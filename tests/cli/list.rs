use predicates::prelude::*;

use crate::support::{create_album, create_method, json_output, rubric, setup_store};

const PRIVATE_REQUEST: &str = r#"{
    "name": "Private",
    "creatorId": "user-2",
    "components": [
        { "type": "grade", "name": "Overall", "min": 0, "max": 10, "step": 1 }
    ]
}"#;

fn exercise_list(backend: &str) {
    let dir = setup_store(backend);
    let album = create_album(&dir);
    let private = create_method(&dir, PRIVATE_REQUEST);

    let all = json_output(dir.path(), &["list"]);
    let all = all.as_array().unwrap();
    assert_eq!(all.len(), 2);
    assert_eq!(all[0]["id"], private.as_str());
    assert_eq!(all[1]["id"], album.as_str());

    let public = json_output(dir.path(), &["list", "--public"]);
    assert_eq!(public.as_array().unwrap().len(), 1);
    assert_eq!(public[0]["id"], album.as_str());

    let mine = json_output(dir.path(), &["list", "--creator", "user-2"]);
    assert_eq!(mine.as_array().unwrap().len(), 1);
    assert_eq!(mine[0]["name"], "Private");
}

#[test]
fn test_list_relational() {
    exercise_list("relational");
}

#[test]
fn test_list_document() {
    exercise_list("document");
}

#[test]
fn test_list_empty() {
    let dir = setup_store("relational");

    rubric()
        .current_dir(dir.path())
        .arg("list")
        .assert()
        .success()
        .stdout(predicate::str::contains("No grading methods found"));
}

#[test]
fn test_delete_removes_method() {
    let dir = setup_store("relational");
    let id = create_album(&dir);

    rubric()
        .current_dir(dir.path())
        .args(["delete", &id])
        .assert()
        .success()
        .stdout(predicate::str::contains("Deleted grading method"));

    let all = json_output(dir.path(), &["list"]);
    assert!(all.as_array().unwrap().is_empty());

    rubric()
        .current_dir(dir.path())
        .args(["delete", &id])
        .assert()
        .code(3);
}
+ + + + + + +
Problem to solve:
Pull out every line in the data above that has the word "contains".

Written solution:
        .stdout(predicate::str::contains("No grading methods found"));
        .stdout(predicate::str::contains("Deleted grading method"));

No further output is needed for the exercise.